··· SOURCE MATERIAL ···

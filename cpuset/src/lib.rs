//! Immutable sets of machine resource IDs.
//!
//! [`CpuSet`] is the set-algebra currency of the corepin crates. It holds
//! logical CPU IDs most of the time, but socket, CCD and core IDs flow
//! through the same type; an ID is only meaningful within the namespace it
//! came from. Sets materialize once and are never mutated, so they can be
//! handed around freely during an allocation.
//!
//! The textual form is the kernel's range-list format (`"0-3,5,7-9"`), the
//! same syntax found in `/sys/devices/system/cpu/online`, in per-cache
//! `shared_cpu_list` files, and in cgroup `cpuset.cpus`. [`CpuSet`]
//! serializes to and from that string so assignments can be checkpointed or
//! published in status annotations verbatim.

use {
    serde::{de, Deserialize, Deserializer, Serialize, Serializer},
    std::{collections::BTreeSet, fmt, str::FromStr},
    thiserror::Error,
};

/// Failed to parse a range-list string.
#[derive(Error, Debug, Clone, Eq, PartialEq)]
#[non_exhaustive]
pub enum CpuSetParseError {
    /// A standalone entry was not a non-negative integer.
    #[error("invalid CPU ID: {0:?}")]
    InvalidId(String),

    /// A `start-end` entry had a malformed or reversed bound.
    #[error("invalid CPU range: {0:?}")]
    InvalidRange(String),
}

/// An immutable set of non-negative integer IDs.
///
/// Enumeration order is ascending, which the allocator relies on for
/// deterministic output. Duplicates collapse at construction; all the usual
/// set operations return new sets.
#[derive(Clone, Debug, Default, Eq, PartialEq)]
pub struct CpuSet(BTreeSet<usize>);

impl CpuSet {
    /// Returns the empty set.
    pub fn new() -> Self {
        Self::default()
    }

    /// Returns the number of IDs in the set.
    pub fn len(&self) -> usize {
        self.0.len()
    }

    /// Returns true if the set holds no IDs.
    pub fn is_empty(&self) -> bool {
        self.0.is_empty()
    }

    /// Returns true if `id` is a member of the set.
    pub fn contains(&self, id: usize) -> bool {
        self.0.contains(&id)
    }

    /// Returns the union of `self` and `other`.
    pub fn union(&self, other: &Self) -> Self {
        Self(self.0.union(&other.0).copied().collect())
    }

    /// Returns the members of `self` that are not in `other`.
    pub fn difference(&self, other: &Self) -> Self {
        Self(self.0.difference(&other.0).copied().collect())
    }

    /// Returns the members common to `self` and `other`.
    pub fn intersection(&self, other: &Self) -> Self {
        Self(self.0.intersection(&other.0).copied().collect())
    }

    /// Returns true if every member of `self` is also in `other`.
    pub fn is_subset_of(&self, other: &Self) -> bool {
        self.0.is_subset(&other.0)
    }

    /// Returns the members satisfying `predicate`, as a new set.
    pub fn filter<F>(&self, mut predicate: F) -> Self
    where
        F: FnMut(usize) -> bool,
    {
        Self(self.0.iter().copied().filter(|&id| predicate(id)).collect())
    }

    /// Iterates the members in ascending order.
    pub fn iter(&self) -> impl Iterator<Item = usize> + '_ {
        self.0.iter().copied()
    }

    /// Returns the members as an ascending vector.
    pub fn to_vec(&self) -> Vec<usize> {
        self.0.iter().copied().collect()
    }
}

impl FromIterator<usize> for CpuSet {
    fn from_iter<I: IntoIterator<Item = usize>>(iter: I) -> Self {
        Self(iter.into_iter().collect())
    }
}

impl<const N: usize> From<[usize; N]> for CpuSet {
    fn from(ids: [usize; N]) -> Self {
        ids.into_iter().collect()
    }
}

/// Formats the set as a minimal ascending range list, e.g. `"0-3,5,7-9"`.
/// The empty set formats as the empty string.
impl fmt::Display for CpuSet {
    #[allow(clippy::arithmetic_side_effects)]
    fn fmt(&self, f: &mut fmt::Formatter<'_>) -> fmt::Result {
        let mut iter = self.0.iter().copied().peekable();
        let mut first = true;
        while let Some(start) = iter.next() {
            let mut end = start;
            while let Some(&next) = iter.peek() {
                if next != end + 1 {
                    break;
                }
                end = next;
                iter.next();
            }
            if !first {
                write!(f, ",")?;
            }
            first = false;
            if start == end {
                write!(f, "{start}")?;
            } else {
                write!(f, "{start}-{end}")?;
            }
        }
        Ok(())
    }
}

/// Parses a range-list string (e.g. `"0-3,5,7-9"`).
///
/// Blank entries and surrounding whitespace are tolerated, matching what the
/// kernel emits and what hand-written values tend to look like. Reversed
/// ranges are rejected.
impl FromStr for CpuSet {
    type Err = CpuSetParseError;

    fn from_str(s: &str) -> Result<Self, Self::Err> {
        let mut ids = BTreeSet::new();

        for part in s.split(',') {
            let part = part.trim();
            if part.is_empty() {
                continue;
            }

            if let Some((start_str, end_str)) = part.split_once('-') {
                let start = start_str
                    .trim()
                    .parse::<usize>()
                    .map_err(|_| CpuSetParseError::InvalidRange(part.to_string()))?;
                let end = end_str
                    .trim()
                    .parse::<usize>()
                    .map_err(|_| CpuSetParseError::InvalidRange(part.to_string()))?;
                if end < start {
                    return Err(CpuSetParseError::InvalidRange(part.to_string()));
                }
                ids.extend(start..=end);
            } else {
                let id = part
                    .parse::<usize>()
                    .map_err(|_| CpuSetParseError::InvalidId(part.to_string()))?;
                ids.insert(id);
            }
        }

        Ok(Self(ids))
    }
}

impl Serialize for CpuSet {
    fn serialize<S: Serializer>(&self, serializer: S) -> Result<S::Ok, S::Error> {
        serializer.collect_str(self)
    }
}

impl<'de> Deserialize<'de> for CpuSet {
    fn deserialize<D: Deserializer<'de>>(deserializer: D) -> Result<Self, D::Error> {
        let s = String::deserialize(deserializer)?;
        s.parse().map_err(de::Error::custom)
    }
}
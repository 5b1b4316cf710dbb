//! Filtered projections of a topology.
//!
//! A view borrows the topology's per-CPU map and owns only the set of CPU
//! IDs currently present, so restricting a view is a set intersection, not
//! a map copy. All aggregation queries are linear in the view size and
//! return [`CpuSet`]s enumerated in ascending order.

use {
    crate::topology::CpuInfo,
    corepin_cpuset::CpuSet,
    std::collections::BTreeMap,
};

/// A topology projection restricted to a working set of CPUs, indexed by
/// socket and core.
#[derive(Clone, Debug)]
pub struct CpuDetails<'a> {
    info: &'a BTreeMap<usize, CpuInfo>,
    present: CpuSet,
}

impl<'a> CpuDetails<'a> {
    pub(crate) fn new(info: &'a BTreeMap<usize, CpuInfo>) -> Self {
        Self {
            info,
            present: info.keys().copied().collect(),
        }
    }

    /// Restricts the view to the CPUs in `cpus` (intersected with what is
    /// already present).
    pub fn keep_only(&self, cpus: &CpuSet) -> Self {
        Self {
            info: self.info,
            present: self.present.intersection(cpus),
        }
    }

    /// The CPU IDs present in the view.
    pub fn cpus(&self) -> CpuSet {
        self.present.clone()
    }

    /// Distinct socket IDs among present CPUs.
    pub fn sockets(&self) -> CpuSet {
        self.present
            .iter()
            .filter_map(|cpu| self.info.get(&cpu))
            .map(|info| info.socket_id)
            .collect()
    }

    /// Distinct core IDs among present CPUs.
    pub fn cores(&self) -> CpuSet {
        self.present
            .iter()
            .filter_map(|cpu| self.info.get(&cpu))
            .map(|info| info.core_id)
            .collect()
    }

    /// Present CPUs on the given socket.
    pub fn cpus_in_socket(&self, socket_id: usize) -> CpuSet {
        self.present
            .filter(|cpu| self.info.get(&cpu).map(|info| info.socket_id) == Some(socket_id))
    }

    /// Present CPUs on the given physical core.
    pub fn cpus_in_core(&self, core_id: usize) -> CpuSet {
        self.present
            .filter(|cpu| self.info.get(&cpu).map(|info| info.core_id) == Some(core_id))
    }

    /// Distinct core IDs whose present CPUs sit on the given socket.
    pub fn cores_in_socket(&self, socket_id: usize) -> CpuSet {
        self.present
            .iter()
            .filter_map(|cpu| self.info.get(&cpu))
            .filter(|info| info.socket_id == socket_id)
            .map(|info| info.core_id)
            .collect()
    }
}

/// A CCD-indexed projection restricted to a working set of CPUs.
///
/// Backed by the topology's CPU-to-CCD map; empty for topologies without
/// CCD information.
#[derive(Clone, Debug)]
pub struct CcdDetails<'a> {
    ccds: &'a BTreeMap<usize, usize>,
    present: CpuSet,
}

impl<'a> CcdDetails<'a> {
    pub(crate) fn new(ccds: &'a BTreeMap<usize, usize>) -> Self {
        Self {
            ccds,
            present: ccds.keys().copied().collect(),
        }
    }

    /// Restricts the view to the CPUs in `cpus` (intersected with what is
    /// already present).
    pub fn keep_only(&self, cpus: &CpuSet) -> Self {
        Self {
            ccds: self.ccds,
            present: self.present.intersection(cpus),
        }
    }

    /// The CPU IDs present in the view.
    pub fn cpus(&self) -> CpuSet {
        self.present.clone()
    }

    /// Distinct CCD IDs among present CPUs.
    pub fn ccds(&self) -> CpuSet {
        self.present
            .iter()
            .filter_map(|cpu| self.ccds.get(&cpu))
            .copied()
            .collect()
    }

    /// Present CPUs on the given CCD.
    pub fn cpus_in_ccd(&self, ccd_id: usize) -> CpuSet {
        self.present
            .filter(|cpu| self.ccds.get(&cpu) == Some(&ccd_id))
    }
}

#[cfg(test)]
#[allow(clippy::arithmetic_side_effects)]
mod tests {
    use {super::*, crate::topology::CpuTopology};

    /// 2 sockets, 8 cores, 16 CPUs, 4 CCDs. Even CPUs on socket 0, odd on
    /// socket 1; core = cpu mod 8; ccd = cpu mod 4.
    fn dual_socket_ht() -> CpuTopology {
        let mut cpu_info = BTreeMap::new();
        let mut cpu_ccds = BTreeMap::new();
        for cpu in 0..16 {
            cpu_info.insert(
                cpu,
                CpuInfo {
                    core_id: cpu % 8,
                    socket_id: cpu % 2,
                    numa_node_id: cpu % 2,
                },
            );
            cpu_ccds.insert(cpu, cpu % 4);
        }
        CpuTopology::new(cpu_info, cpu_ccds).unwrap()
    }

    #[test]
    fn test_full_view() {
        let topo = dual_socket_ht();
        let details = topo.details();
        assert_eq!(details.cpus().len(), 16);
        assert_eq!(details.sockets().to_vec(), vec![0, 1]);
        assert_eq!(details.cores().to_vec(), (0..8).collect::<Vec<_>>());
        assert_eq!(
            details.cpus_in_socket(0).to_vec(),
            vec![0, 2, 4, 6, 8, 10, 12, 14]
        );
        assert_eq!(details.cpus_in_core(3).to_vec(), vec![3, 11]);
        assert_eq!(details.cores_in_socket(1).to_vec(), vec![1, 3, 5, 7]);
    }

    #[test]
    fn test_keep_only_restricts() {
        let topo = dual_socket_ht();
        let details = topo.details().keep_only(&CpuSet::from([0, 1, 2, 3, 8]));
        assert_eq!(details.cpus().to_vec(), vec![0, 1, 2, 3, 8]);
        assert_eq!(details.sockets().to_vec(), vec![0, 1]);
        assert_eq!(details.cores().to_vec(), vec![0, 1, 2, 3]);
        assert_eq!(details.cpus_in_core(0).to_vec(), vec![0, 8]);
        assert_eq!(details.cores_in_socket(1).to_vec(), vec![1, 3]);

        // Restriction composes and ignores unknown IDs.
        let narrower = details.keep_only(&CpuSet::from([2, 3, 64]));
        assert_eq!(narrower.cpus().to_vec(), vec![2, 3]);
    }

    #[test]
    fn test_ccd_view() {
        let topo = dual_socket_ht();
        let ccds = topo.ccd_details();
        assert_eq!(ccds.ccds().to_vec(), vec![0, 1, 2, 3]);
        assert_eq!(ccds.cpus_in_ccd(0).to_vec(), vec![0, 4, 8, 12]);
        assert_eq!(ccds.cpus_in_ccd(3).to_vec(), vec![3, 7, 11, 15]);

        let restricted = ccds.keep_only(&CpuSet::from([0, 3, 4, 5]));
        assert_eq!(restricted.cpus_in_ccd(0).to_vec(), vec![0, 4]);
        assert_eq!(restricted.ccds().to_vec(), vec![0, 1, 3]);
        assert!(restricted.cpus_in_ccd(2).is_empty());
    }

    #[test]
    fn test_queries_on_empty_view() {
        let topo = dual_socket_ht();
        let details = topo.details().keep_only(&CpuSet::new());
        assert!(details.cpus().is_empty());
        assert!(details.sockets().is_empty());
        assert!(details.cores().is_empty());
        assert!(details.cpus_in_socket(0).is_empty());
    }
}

···

# WHAT IS REQUIRED
Take exactly the lines from the one containing "let part = part.trim();" through the one containing "repository 5b1b4316cf710dbb" in the data above, and output them with nothing added.

# COMPLETED TASK
            let part = part.trim();
            if part.is_empty() {
                continue;
            }

            if let Some((start_str, end_str)) = part.split_once('-') {
                let start = start_str
                    .trim()
                    .parse::<usize>()
                    .map_err(|_| CpuSetParseError::InvalidRange(part.to_string()))?;
                let end = end_str
                    .trim()
                    .parse::<usize>()
                    .map_err(|_| CpuSetParseError::InvalidRange(part.to_string()))?;
                if end < start {
                    return Err(CpuSetParseError::InvalidRange(part.to_string()));
                }
                ids.extend(start..=end);
            } else {
                let id = part
                    .parse::<usize>()
                    .map_err(|_| CpuSetParseError::InvalidId(part.to_string()))?;
                ids.insert(id);
            }
        }

        Ok(Self(ids))
    }
}

impl Serialize for CpuSet {
    fn serialize<S: Serializer>(&self, serializer: S) -> Result<S::Ok, S::Error> {
        serializer.collect_str(self)
    }
}

impl<'de> Deserialize<'de> for CpuSet {
    fn deserialize<D: Deserializer<'de>>(deserializer: D) -> Result<Self, D::Error> {
        let s = String::deserialize(deserializer)?;
        s.parse().map_err(de::Error::custom)
    }
}
repository 5b1b4316cf710dbb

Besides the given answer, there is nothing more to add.